In February 2015, Nadim Zwain, a judge from the Summary Affairs Court that deals with urgent issues, appointed an expert to inspect the cargo, the security report said.

It said the expert concluded that the material was hazardous and, through the port authorities, requested it be transferred to the army.

Lebanese army command rejected the request and recommended the chemicals be transferred or sold to the privately owned Lebanese Explosives Company, the report said.

It did not say why the army refused to accept the cargo. A security official said it was because the army did not need it.

The explosive company's management said it had not been interested in buying confiscated material and that it had its own suppliers and government import licences.

From then on, Customs and security officials wrote to judges about every six months asking for the removal of the material.

Some Customs and port officials have since been detained as part of the investigation into the blast.

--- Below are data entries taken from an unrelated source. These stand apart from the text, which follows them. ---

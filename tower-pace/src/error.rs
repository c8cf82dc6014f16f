/// Errors produced by the throttling middleware.
#[derive(Debug, Clone, thiserror::Error)]
pub enum PaceError {
    /// The request was rejected because a quota window is full.
    ///
    /// The duration indicates when the client should retry. Only produced
    /// in fail-fast mode; a queued service waits instead.
    /// When the `axum` feature is enabled, this converts to
    /// `429 Too Many Requests` with a `Retry-After` header.
    #[error("admission refused; retry after {retry_after:?}")]
    RateLimited {
        /// The duration to wait before retrying.
        retry_after: std::time::Duration,
    },

    /// The request waited for admission longer than the configured limit.
    ///
    /// When the `axum` feature is enabled, this converts to
    /// `408 Request Timeout`.
    #[error("request exceeded its admission wait limit")]
    WaitLimitExceeded,
}

#[cfg(feature = "axum")]
impl axum::response::IntoResponse for PaceError {
    fn into_response(self) -> axum::response::Response {
        use axum::http::StatusCode;

        let (status, msg, headers) = match self {
            Self::WaitLimitExceeded => (StatusCode::REQUEST_TIMEOUT, self.to_string(), None),
            Self::RateLimited { retry_after } => {
                let secs = retry_after.as_secs().max(1);
                let val = axum::http::HeaderValue::from(secs);
                (
                    StatusCode::TOO_MANY_REQUESTS,
                    self.to_string(),
                    Some((axum::http::header::RETRY_AFTER, val)),
                )
            }
        };

        let mut response = (status, msg).into_response();
        if let Some((name, value)) = headers {
            response.headers_mut().insert(name, value);
        }
        response
    }
}
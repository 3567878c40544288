//! Per-session fan-out for the relay.
//!
//! Uses tokio broadcast channels for O(1) send to all subscribers.
//! Each connection gets an independent receiver that buffers up to `capacity`
//! frames; a receiver that falls further behind loses the oldest frames.
//! Frames carry their origin connection so each receiver can skip its own echo.

use std::collections::HashMap;
use std::sync::atomic::{AtomicU64, Ordering};
use std::sync::Arc;
use tokio::sync::{broadcast, RwLock};
use uuid::Uuid;

use crate::protocol::{Collaborator, CollaboratorPatch, ProtocolError, ServerEvent};

/// An encoded server event tagged with the connection it came from.
#[derive(Debug, Clone, PartialEq)]
pub struct RelayFrame {
    pub origin: Uuid,
    pub payload: String,
}

/// Statistics for monitoring broadcast health.
#[derive(Debug, Clone, Default, PartialEq)]
pub struct BroadcastStats {
    pub frames_sent: u64,
    pub frames_dropped: u64,
    pub active_peers: usize,
}

/// Lock-free counters for the send path.
struct AtomicBroadcastStats {
    frames_sent: AtomicU64,
    frames_dropped: AtomicU64,
}

impl AtomicBroadcastStats {
    fn new() -> Self {
        Self {
            frames_sent: AtomicU64::new(0),
            frames_dropped: AtomicU64::new(0),
        }
    }
}

/// The fan-out group for one session.
///
/// Peers are keyed by connection id, not user id: the same user may hold
/// several connections.
pub struct BroadcastGroup {
    sender: broadcast::Sender<Arc<RelayFrame>>,
    peers: Arc<RwLock<HashMap<Uuid, Collaborator>>>,
    capacity: usize,
    atomic_stats: Arc<AtomicBroadcastStats>,
}

impl BroadcastGroup {
    pub fn new(capacity: usize) -> Self {
        let (sender, _) = broadcast::channel(capacity);
        Self {
            sender,
            peers: Arc::new(RwLock::new(HashMap::new())),
            capacity,
            atomic_stats: Arc::new(AtomicBroadcastStats::new()),
        }
    }

    /// Register a connection and return its receiver.
    pub async fn add_peer(
        &self,
        connection_id: Uuid,
        collaborator: Collaborator,
    ) -> broadcast::Receiver<Arc<RelayFrame>> {
        let mut peers = self.peers.write().await;
        peers.insert(connection_id, collaborator);
        self.sender.subscribe()
    }

    pub async fn remove_peer(&self, connection_id: &Uuid) -> Option<Collaborator> {
        self.peers.write().await.remove(connection_id)
    }

    /// Patch the stored record for a connection, so later joiners see current flags.
    pub async fn update_peer(
        &self,
        connection_id: &Uuid,
        patch: &CollaboratorPatch,
    ) -> Option<Collaborator> {
        let mut peers = self.peers.write().await;
        let slot = peers.get_mut(connection_id)?;
        *slot = patch.apply(slot);
        Some(slot.clone())
    }

    /// Encode and send `event` to every receiver, including the origin's.
    ///
    /// Returns the number of receivers. Filtering the echo is the receiver's job.
    pub fn broadcast(&self, origin: Uuid, event: &ServerEvent) -> Result<usize, ProtocolError> {
        let payload = event.encode()?;
        Ok(self.broadcast_raw(Arc::new(RelayFrame { origin, payload })))
    }

    /// Send a pre-encoded frame.
    pub fn broadcast_raw(&self, frame: Arc<RelayFrame>) -> usize {
        let count = self.sender.send(frame).unwrap_or(0);
        self.atomic_stats.frames_sent.fetch_add(1, Ordering::Relaxed);
        count
    }

    /// Account for frames a lagging receiver skipped.
    pub fn record_dropped(&self, count: u64) {
        self.atomic_stats.frames_dropped.fetch_add(count, Ordering::Relaxed);
    }

    pub async fn peer_count(&self) -> usize {
        self.peers.read().await.len()
    }

    /// Current records of every connected peer.
    pub async fn peers(&self) -> Vec<(Uuid, Collaborator)> {
        self.peers
            .read()
            .await
            .iter()
            .map(|(id, c)| (*id, c.clone()))
            .collect()
    }

    pub async fn has_peer(&self, connection_id: &Uuid) -> bool {
        self.peers.read().await.contains_key(connection_id)
    }

    pub async fn stats(&self) -> BroadcastStats {
        let peers = self.peers.read().await;
        BroadcastStats {
            frames_sent: self.atomic_stats.frames_sent.load(Ordering::Relaxed),
            frames_dropped: self.atomic_stats.frames_dropped.load(Ordering::Relaxed),
            active_peers: peers.len(),
        }
    }

    pub fn capacity(&self) -> usize {
        self.capacity
    }
}

/// A connection registered in a session group by [`RoomManager::join`].
pub struct RoomJoin {
    pub group: Arc<BroadcastGroup>,
    pub receiver: broadcast::Receiver<Arc<RelayFrame>>,
    /// Peers already in the group, ordered by id
    pub roster: Vec<Collaborator>,
}

/// The session already holds its maximum number of connections.
#[derive(Debug, Clone, Copy, PartialEq, Eq)]
pub struct RoomFull {
    pub peers: usize,
}

/// Maps session ids to broadcast groups.
pub struct RoomManager {
    rooms: Arc<RwLock<HashMap<String, Arc<BroadcastGroup>>>>,
    default_capacity: usize,
}

impl RoomManager {
    pub fn new(default_capacity: usize) -> Self {
        Self {
            rooms: Arc::new(RwLock::new(HashMap::new())),
            default_capacity,
        }
    }

    pub async fn get_or_create(&self, session_id: &str) -> Arc<BroadcastGroup> {
        // Fast path: read lock
        {
            let rooms = self.rooms.read().await;
            if let Some(room) = rooms.get(session_id) {
                return room.clone();
            }
        }

        let mut rooms = self.rooms.write().await;
        // Double-check after acquiring write lock
        if let Some(room) = rooms.get(session_id) {
            return room.clone();
        }

        let room = Arc::new(BroadcastGroup::new(self.default_capacity));
        rooms.insert(session_id.to_string(), room.clone());
        room
    }

    /// Find or create the session's group and register a connection in it.
    ///
    /// Runs under the rooms write lock, so it cannot interleave with
    /// [`Self::remove_if_empty`] and concurrent joins cannot overshoot
    /// `max_peers`. A refused join never creates a group.
    pub async fn join(
        &self,
        session_id: &str,
        connection_id: Uuid,
        collaborator: Collaborator,
        max_peers: usize,
    ) -> Result<RoomJoin, RoomFull> {
        let mut rooms = self.rooms.write().await;
        let group = match rooms.get(session_id) {
            Some(group) => group.clone(),
            None if max_peers == 0 => return Err(RoomFull { peers: 0 }),
            None => {
                let group = Arc::new(BroadcastGroup::new(self.default_capacity));
                rooms.insert(session_id.to_string(), group.clone());
                group
            }
        };

        let mut peers = group.peers.write().await;
        if peers.len() >= max_peers {
            return Err(RoomFull { peers: peers.len() });
        }
        let mut roster: Vec<Collaborator> = peers.values().cloned().collect();
        roster.sort_by(|a, b| a.id.cmp(&b.id));
        peers.insert(connection_id, collaborator);
        let receiver = group.sender.subscribe();
        drop(peers);

        Ok(RoomJoin { group, receiver, roster })
    }

    /// Drop the session's group if nobody is left in it.
    pub async fn remove_if_empty(&self, session_id: &str) -> bool {
        let mut rooms = self.rooms.write().await;
        if let Some(room) = rooms.get(session_id) {
            if room.peer_count().await == 0 {
                rooms.remove(session_id);
                return true;
            }
        }
        false
    }

    pub async fn room_count(&self) -> usize {
        self.rooms.read().await.len()
    }

    pub async fn active_sessions(&self) -> Vec<String> {
        self.rooms.read().await.keys().cloned().collect()
    }
}

#[cfg(test)]
mod tests {
    use super::*;

    #[tokio::test]
    async fn test_broadcast_group_add_remove() {
        let group = BroadcastGroup::new(16);
        let conn = Uuid::new_v4();

        let _rx = group.add_peer(conn, Collaborator::new("a", "Alice")).await;
        assert_eq!(group.peer_count().await, 1);
        assert!(group.has_peer(&conn).await);

        let removed = group.remove_peer(&conn).await.unwrap();
        assert_eq!(removed.id, "a");
        assert_eq!(group.peer_count().await, 0);
    }

    #[tokio::test]
    async fn test_broadcast_fan_out_includes_origin() {
        let group = BroadcastGroup::new(16);
        let alice = Uuid::new_v4();
        let bob = Uuid::new_v4();

        let mut rx_alice = group.add_peer(alice, Collaborator::new("a", "Alice")).await;
        let mut rx_bob = group.add_peer(bob, Collaborator::new("b", "Bob")).await;

        let event = ServerEvent::CollaboratorLeft("z".into());
        assert_eq!(group.broadcast(alice, &event).unwrap(), 2);

        let frame = rx_bob.recv().await.unwrap();
        assert_eq!(frame.origin, alice);
        assert_eq!(ServerEvent::decode(&frame.payload).unwrap(), event);
        // origin also receives it; skipping is up to the connection task
        assert_eq!(rx_alice.recv().await.unwrap().origin, alice);
    }

    #[tokio::test]
    async fn test_update_peer_patches_record() {
        let group = BroadcastGroup::new(16);
        let conn = Uuid::new_v4();
        let _rx = group.add_peer(conn, Collaborator::new("a", "Alice")).await;

        let updated = group.update_peer(&conn, &CollaboratorPatch::video(true)).await.unwrap();
        assert!(updated.has_video);
        assert!(group.peers().await[0].1.has_video);
        assert!(group.update_peer(&Uuid::new_v4(), &CollaboratorPatch::mic(true)).await.is_none());
    }

    #[tokio::test]
    async fn test_broadcast_stats() {
        let group = BroadcastGroup::new(16);
        let conn = Uuid::new_v4();
        let _rx = group.add_peer(conn, Collaborator::new("a", "Alice")).await;

        let event = ServerEvent::CollaboratorLeft("x".into());
        group.broadcast(conn, &event).unwrap();
        group.broadcast(conn, &event).unwrap();
        group.record_dropped(3);

        let stats = group.stats().await;
        assert_eq!(stats.frames_sent, 2);
        assert_eq!(stats.frames_dropped, 3);
        assert_eq!(stats.active_peers, 1);
    }

    #[tokio::test]
    async fn test_lagging_receiver() {
        let group = BroadcastGroup::new(2);
        let conn = Uuid::new_v4();
        let mut rx = group.add_peer(conn, Collaborator::new("a", "Alice")).await;

        for i in 0..5 {
            group.broadcast(conn, &ServerEvent::CollaboratorLeft(i.to_string())).unwrap();
        }
        assert!(matches!(rx.recv().await, Err(broadcast::error::RecvError::Lagged(3))));
    }

    #[tokio::test]
    async fn test_room_manager_get_or_create() {
        let manager = RoomManager::new(16);
        let room1 = manager.get_or_create("s-1").await;
        let room2 = manager.get_or_create("s-1").await;
        assert!(Arc::ptr_eq(&room1, &room2));

        let _room3 = manager.get_or_create("s-2").await;
        assert_eq!(manager.room_count().await, 2);
        let sessions = manager.active_sessions().await;
        assert!(sessions.contains(&"s-1".to_string()));
        assert_eq!(room1.capacity(), 16);
    }

    #[tokio::test]
    async fn test_room_manager_cleanup() {
        let manager = RoomManager::new(16);
        let room = manager.get_or_create("s-1").await;
        let conn = Uuid::new_v4();
        let _rx = room.add_peer(conn, Collaborator::new("a", "Alice")).await;

        assert!(!manager.remove_if_empty("s-1").await);
        room.remove_peer(&conn).await;
        assert!(manager.remove_if_empty("s-1").await);
        assert_eq!(manager.room_count().await, 0);
    }

    #[tokio::test]
    async fn test_join_survives_last_peer_leaving() {
        let manager = RoomManager::new(16);
        let (a, b, c) = (Uuid::new_v4(), Uuid::new_v4(), Uuid::new_v4());

        let first = manager.join("s", a, Collaborator::new("a", "Alice"), 10).await.unwrap();
        let second = manager.join("s", b, Collaborator::new("b", "Bob"), 10).await.unwrap();
        assert_eq!(second.roster, vec![Collaborator::new("a", "Alice")]);

        // Alice's cleanup runs while Bob is still replaying the roster
        first.group.remove_peer(&a).await;
        assert!(!manager.remove_if_empty("s").await);

        let third = manager.join("s", c, Collaborator::new("c", "Cleo"), 10).await.unwrap();
        assert!(Arc::ptr_eq(&second.group, &third.group));
        assert_eq!(third.roster, vec![Collaborator::new("b", "Bob")]);
        assert_eq!(third.group.peer_count().await, 2);
        assert_eq!(manager.room_count().await, 1);
    }

    #[tokio::test]
    async fn test_concurrent_joins_respect_capacity() {
        let manager = Arc::new(RoomManager::new(16));
        let mut tasks = Vec::new();
        for i in 0..8 {
            let manager = manager.clone();
            tasks.push(tokio::spawn(async move {
                manager
                    .join("s", Uuid::new_v4(), Collaborator::new(format!("u{i}"), "U"), 1)
                    .await
                    .is_ok()
            }));
        }

        let mut admitted = 0;
        for task in tasks {
            if task.await.unwrap() {
                admitted += 1;
            }
        }
        assert_eq!(admitted, 1);
        assert_eq!(manager.get_or_create("s").await.peer_count().await, 1);
    }

    #[tokio::test]
    async fn test_refused_join_creates_no_room() {
        let manager = RoomManager::new(16);
        let refused = manager.join("s", Uuid::new_v4(), Collaborator::new("a", "Alice"), 0).await;
        assert_eq!(refused.err(), Some(RoomFull { peers: 0 }));
        assert_eq!(manager.room_count().await, 0);
    }

    #[tokio::test]
    async fn test_join_receiver_gets_later_frames() {
        let manager = RoomManager::new(16);
        let a = Uuid::new_v4();
        let mut joined = manager.join("s", a, Collaborator::new("a", "Alice"), 10).await.unwrap();
        assert!(joined.roster.is_empty());

        let event = ServerEvent::CollaboratorLeft("z".into());
        joined.group.broadcast(Uuid::new_v4(), &event).unwrap();
        let frame = joined.receiver.recv().await.unwrap();
        assert_eq!(ServerEvent::decode(&frame.payload).unwrap(), event);
    }
}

'Bad storage and bad judgment'

In January 2020, a judge launched an official investigation after it was discovered that Hangar 12 was unguarded, had a hole in its southern wall and one of its doors was dislodged, meaning the hazardous material was at risk of being stolen.

In his final report after the investigation, Mr Oweidat "gave orders immediately" to ensure hangar doors and holes were repaired and security provided, another high-ranking security official said.

On June 4, based on those orders, state security instructed port authorities to provide guards at Hangar 12, appoint a director for the warehouse and secure all the doors and repair the hole.

The port authorities did not immediately respond to requests for comment.

The security official said the maintenance started and port authorities sent a team of Syrian workers, but there was no one supervising them when they entered to fix the holes.

During the work, sparks from the welding took hold and fire started to spread, the official said.

"Given that there were fireworks stored in the same hangar, after an hour a big fire was set off by the fireworks and that spread to the material that exploded when the temperature exceeded 210 degrees," the high-ranking security official said.

The official blamed the port authorities for not supervising the repair crew and for storing fireworks alongside a vast deposit of high explosives.

"Only because the hangar faces the sea, the impact of the explosion was reduced," he said. "Otherwise all of Beirut would have been destroyed.

"The issue is all about negligence, irresponsibility, bad storage and bad judgment."